Fort Ehrenbreitstein
Fort Ehrenbreitstein
Locatie
Locatie Koblenz-Ehrenbreitstein
Coördinaten 50° 22′ NB, 7° 37′ OL
Status en tijdlijn
Oorspr. functie vestingwerk
Huidig gebruik museum, archief, jeugdherberg, restaurant
Start bouw 1817
Bouw gereed 1828
Bouwinfo
Architect Carl Schnitzler (militair ingenieur)
Portaal  Portaalicoon   Civiele techniek en bouwkunde

Geschiedenis bewerken

 
Ligging van het fort aan Rijn en Moezel
 
Koblenz met het fort op de achtergrond

De eerste militaire versterkingen op de strategisch gelegen heuvel Ehrenbreitstein dateren van vóór de christelijke jaartelling. Omstreeks het jaar 1000 bouwde een zekere Ehrenbert hier een kasteel. Deze burcht Ehrenbertstein werd later Ehrenbreitstein genoemd. De aartsbisschoppen van Trier, die ook Koblenz bestuurden, voegden er de burcht Helferstein aan toe. Richard van Greiffenklau tot Vollrads en Lothar van Metternich, keurvorst-aartsbisschoppen van Trier bouwden het fort uit. Hun opvolgers bewaarden hier van 1657 tot 1794, met onderbrekingen, de Heilige Tuniek, het kleed dat Jezus zou hebben gedragen voordat hij gekruisigd werd.
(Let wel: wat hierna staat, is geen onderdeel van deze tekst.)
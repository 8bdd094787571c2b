//! Flow computation CLI.
//!
//! Provides the `flowrank` binary with two subcommands:
//!
//! - `compute-flow` scores a node record set and writes it back with
//!   `energy`, `priority`, `flow` and `flowTier` filled in.
//! - `rank` scores a record set and prints it ordered by flow, writing
//!   nothing.
//!
//! Exit codes: 0 success, 1 configuration error, 2 usage error (from
//! clap), 3 I/O or JSON error, 4 input validation failure.

use std::fs;
use std::path::{Path, PathBuf};
use std::process;

use clap::{Parser, Subcommand};
use tracing::{error, info};
use tracing_subscriber::EnvFilter;

use flowrank_core::{CoreError, FlowConfig};
use flowrank_engine::rank::rank;
use flowrank_engine::{EngineError, FlowEngine, FlowReport};
use flowrank_storage::{JsonFileStore, RecordStore, StorageError};

const EXIT_CONFIG: i32 = 1;
const EXIT_IO: i32 = 3;
const EXIT_VALIDATION: i32 = 4;

/// Flow Index computation for node catalogs.
#[derive(Parser)]
#[command(name = "flowrank", about = "Flow Index computation for node catalogs")]
struct Cli {
    /// Only log errors.
    #[arg(short, long, global = true)]
    quiet: bool,

    #[command(subcommand)]
    command: Commands,
}

/// Available subcommands.
#[derive(Subcommand)]
enum Commands {
    /// Compute energy, priority, flow and tier for every node.
    ComputeFlow {
        /// Path to the node record set (JSON).
        #[arg(short, long)]
        input: PathBuf,

        /// Where to write the scored record set.
        #[arg(short, long)]
        output: PathBuf,

        /// Rule configuration file (JSON). Defaults apply when omitted.
        #[arg(short, long)]
        config: Option<PathBuf>,

        /// Write the diagnostics report (cycles, dangling references) here.
        #[arg(short, long)]
        report: Option<PathBuf>,
    },

    /// Compute scores and print nodes ordered by flow.
    Rank {
        /// Path to the node record set (JSON).
        #[arg(short, long)]
        input: PathBuf,

        /// Rule configuration file (JSON). Defaults apply when omitted.
        #[arg(short, long)]
        config: Option<PathBuf>,

        /// Only print the first N nodes.
        #[arg(short, long)]
        top: Option<usize>,
    },
}

/// A failed command: the exit code to use and what to tell the operator.
struct Failure {
    code: i32,
    message: String,
}

impl From<StorageError> for Failure {
    fn from(err: StorageError) -> Self {
        match err {
            StorageError::Core(core) => core.into(),
            other => Failure {
                code: EXIT_IO,
                message: other.to_string(),
            },
        }
    }
}

impl From<CoreError> for Failure {
    fn from(err: CoreError) -> Self {
        match err {
            CoreError::Validation(errors) => {
                let mut message = format!("input validation failed with {} error(s):", errors.len());
                for e in &errors {
                    message.push_str(&format!("\n  - {e}"));
                }
                Failure {
                    code: EXIT_VALIDATION,
                    message,
                }
            }
            CoreError::InvalidConfig { .. } => Failure {
                code: EXIT_CONFIG,
                message: err.to_string(),
            },
            CoreError::Decode(_) => Failure {
                code: EXIT_IO,
                message: err.to_string(),
            },
        }
    }
}

impl From<EngineError> for Failure {
    fn from(err: EngineError) -> Self {
        match err {
            EngineError::Input(core) => core.into(),
        }
    }
}

fn main() {
    let cli = Cli::parse();
    init_tracing(cli.quiet);

    let result = match cli.command {
        Commands::ComputeFlow {
            input,
            output,
            config,
            report,
        } => run_compute(&input, &output, config.as_deref(), report.as_deref()),
        Commands::Rank { input, config, top } => run_rank(&input, config.as_deref(), top),
    };

    if let Err(failure) = result {
        error!("{}", failure.message);
        process::exit(failure.code);
    }
}

fn init_tracing(quiet: bool) {
    let filter = if quiet {
        EnvFilter::new("error")
    } else {
        EnvFilter::try_from_default_env().unwrap_or_else(|_| EnvFilter::new("info"))
    };
    tracing_subscriber::fmt()
        .with_env_filter(filter)
        .with_writer(std::io::stderr)
        .init();
}

/// Builds the engine from an optional config file.
fn load_engine(config_path: Option<&Path>) -> Result<FlowEngine, Failure> {
    let config = match config_path {
        Some(path) => {
            let text = fs::read_to_string(path).map_err(|e| Failure {
                code: EXIT_IO,
                message: format!("failed to read config '{}': {}", path.display(), e),
            })?;
            FlowConfig::from_json_str(&text).map_err(|e| Failure {
                code: EXIT_CONFIG,
                message: format!("config '{}': {}", path.display(), e),
            })?
        }
        None => FlowConfig::default(),
    };
    Ok(FlowEngine::new(config)?)
}

/// Execute the compute-flow subcommand.
fn run_compute(
    input: &Path,
    output: &Path,
    config_path: Option<&Path>,
    report_path: Option<&Path>,
) -> Result<(), Failure> {
    let engine = load_engine(config_path)?;
    let mut store = JsonFileStore::new(input, output);

    let mut set = store.load()?;
    let report = engine.run(&mut set.nodes)?;
    store.save(&set)?;
    info!("wrote {} scored node(s) to {}", set.nodes.len(), output.display());

    if let Some(path) = report_path {
        write_report(path, &report)?;
    }
    Ok(())
}

fn write_report(path: &Path, report: &FlowReport) -> Result<(), Failure> {
    let mut json = serde_json::to_string_pretty(report).map_err(|e| Failure {
        code: EXIT_IO,
        message: format!("failed to encode report: {e}"),
    })?;
    json.push('\n');
    flowrank_storage::json::write_atomic(path, json.as_bytes())?;
    info!("wrote diagnostics report to {}", path.display());
    Ok(())
}

/// Execute the rank subcommand.
fn run_rank(input: &Path, config_path: Option<&Path>, top: Option<usize>) -> Result<(), Failure> {
    let engine = load_engine(config_path)?;
    let store = JsonFileStore::in_place(input);

    let mut set = store.load()?;
    engine.run(&mut set.nodes)?;

    let ranked = rank(&set.nodes);
    let limit = top.unwrap_or(ranked.len());
    println!("{:<4} {:<24} {:<12} {:>5} {:>7} {:>9}", "#", "id", "tier", "flow", "energy", "priority");
    for (pos, record) in ranked.iter().take(limit).enumerate() {
        println!(
            "{:<4} {:<24} {:<12} {:>5} {:>7} {:>9}",
            pos + 1,
            record.id,
            record.flow_tier.as_deref().unwrap_or("-"),
            record.flow.unwrap_or_default(),
            record.energy.unwrap_or_default(),
            record.priority.unwrap_or_default(),
        );
    }
    Ok(())
}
In 1672 weigerde de Trierse keurvorst de Franse en Brandenburgse troepen de doorvaart over de Rijn nabij Ehrenbreitstein. In 1674 veroverden de troepen van Lodewijk XIV van Frankrijk echter de stad Koblenz en in de volgende jaren trachtten de Fransen Ehrenbreitstein tot driemaal toe te veroveren, echter zonder succes. Pas na een belegering van één jaar, waarbij de verdedigers werden uitgehongerd, konden de Fransen in 1799 het fort overnemen. Na de Vrede van Lunéville trokken de Fransen zich terug van de rechter-Rijnoever, maar niet nadat ze het fort Ehrenbreitstein totaal hadden ontmanteld.

Door de bepalingen van het Congres van Wenen werd het Rijnland een Pruisische provincie. Koblenz en de heuvel Ehrenbreitstein kregen, vanwege de ligging aan Rijn en Moezel, en de nabijheid van Frankrijk, onmiddellijk prioriteit van de Pruisische militairen. Rondom Koblenz verrees tussen 1817 en 1834 een ring van vestingwerken, de zogenaamde Festung Koblenz, een van Europa's omvangrijkste verdedigingswerken, gebouwd volgens de modernste inzichten (het Pruisische Polygonalsystem[1]). Het nieuwe fort Ehrenbreitstein, dat deel uitmaakte van deze fortificatiewerken, was in 1828 gereed en bleef tot 1890 dienstdoen.

In 1897 werd tegenover het fort op de linker-Rijnoever het monument Deutsches Eck ("Duitse Hoek") ter ere van keizer Wilhelm I opgericht. Dit monument, met een grote symbolische betekenis, "bewaakt" sindsdien – net als het fort Ehrenbreitstein – de samenvloeiing van Rijn en Moezel.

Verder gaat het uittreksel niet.